Of the six compositions in the upper-level front gallery—all identical size (72 by 60 inches) on beveled wood panels—three on one wall are based on the 1889 van Gogh Self-Portrait in the Musée d’Orsay, Paris, showing the Dutch artist with red hair and beard, set against a pattern of swirling cerulean and turquoise brushstrokes. On the opposite wall, Schnabel mines the same image though with Dafoe’s recognizable features in place of van Gogh’s. The crushed crockery, painted over with Schnabel’s bravura brushstrokes in luminous blue and blue-green tones, alludes to the rich impasto of van Gogh’s work. Hardly a mere appropriation gambit, however, Schnabel’s works, with their fractured surfaces and hyperactive gestures, propose another, heightened level of tension and emotion to the original van Gogh image. Likewise, the three paintings based on van Gogh’s Self Portrait Dedicated to Paul Gauguin (1888, collection Harvard Art Museums), on the back wall and in a rear gallery, are packed with deft, feverish brushstrokes slathered over the coarse surfaces. These works call to mind some of Francis Bacon’s wrenching portraits of friends and lovers.
The blaring red and orange tones permeating the series of works in a lower-level gallery help intensify Schnabel’s studies of van Gogh’s 1889 Self-Portrait with Bandaged Ear, which shows the ear-shorn artist in a fur-trimmed cap, with bandaged head and a pipe dangling from his mouth.

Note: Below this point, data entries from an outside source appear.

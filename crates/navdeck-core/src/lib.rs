#![forbid(unsafe_code)]

//! NavDeck Core
//!
//! The preset/scene assignment engine: a fixed set of host-owned "scenes" is
//! grouped into named, colored presets, with exactly one preset owning each
//! scene and a client-local pointer selecting which preset's scenes the
//! navigation strip displays.
//!
//! # Key Components
//!
//! - [`Preset`] / [`PresetCollection`] - the data model and its durable format
//! - [`PresetRegistry`] - collection ownership and scene-set reconciliation
//! - [`ActivePresetTracker`] - the self-healing active pointer
//! - [`PresetMutationService`] - create/update/delete with scene migration
//! - [`PresetService`] - the facade the UI layer binds to, with change
//!   notifications
//! - [`SceneDirectory`] - the host's scene oracle, injected at the seam
//!
//! # Role in NavDeck
//!
//! `navdeck-core` is pure bookkeeping: it consumes a scene-list query and a
//! scoped key/value settings store (`navdeck-settings`) and emits a normalized
//! preset collection plus an active-preset id. Rendering belongs to whatever
//! presentation layer binds to [`PresetService`]; view-model construction for
//! the navigation strip lives in `navdeck-menu`.
//!
//! # Invariants
//!
//! 1. Every live scene id belongs to exactly one preset's scene list once
//!    reconciliation has run.
//! 2. The default preset always exists after initialization and can never be
//!    deleted; deleting any other preset migrates its scenes into it.
//! 3. The active pointer always resolves to a live preset id (self-healing).

pub mod directory;
pub mod error;
pub mod keys;
pub mod mutation;
pub mod preset;
pub mod registry;
pub mod service;
pub mod tracker;

pub use directory::{SceneDirectory, Viewer};
pub use error::{PresetError, PresetResult};
pub use mutation::{Notice, PresetMutationService};
pub use preset::{
    DEFAULT_PRESET_ID, DEFAULT_PRESET_TITLE, HIDDEN_PRESET_ID, NEUTRAL_COLOR, NEW_PRESET_TITLE,
    Preset, PresetCollection, normalize_color,
};
pub use registry::PresetRegistry;
pub use service::{Change, DeckOptions, PresetService};
pub use tracker::ActivePresetTracker;

#[cfg(any(test, feature = "test-helpers"))]
pub use directory::FixedDirectory;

Again, on this floor, three works on one wall are based on the van Gogh painting, while the other three portray Dafoe in the guise of the wounded artist. Schnabel’s homages to Frida Kahlo in a rear gallery of the second floor match the emotional impact of the van Gogh tributes, as the splintered surfaces of the compositions seem to allude to Kahlo’s physical distress and fractured body, if not her tortured soul. Occupying most of the space here, Schnabel’s somber toned tributes to his painting gurus Titian, Caravaggio, and Velázquez look fantastic against the polished yellow brick of the cavernous second-floor hall of this former electrical power plant (and later the home and studio of artist Walter de Maria). However, while the depictions of Oscar Isaac (who played Paul Gauguin in Eternity’s Gate) as Caravaggio’s “Goliath,” and Schnabel’s son Cy as Diego in the three Velázquez Self-Portraits, are not without a degree of theatrical panache, the jagged, rough-hewn surfaces and slashing brushstrokes in these works appear too jarring a contrast to the subtly nuanced illusionism in the original works by the Renaissance and Baroque greats that they honor.
Even Schnabel has his limitations, I suppose, but Self-Portraits of Others is at once a very personal endeavor and crowd-pleasing enterprise—a canny maneuver with which Schnabel has certainly become adept. Here, while he returns to his signature plate-painting format, Schnabel seems to have followed van Gogh’s example by searching for more expressive and profound likenesses of the Dutch artist and other heroes of his painterly pantheon, as well as the actors, friends, and family members who portray them.
- Van Gogh’s Letters: The Mind of the Artist in Paintings, Drawings and Words, 1875-1890; H. Anna Suh editor, Black Dog & Leventhal, New York, 2013, p. 205.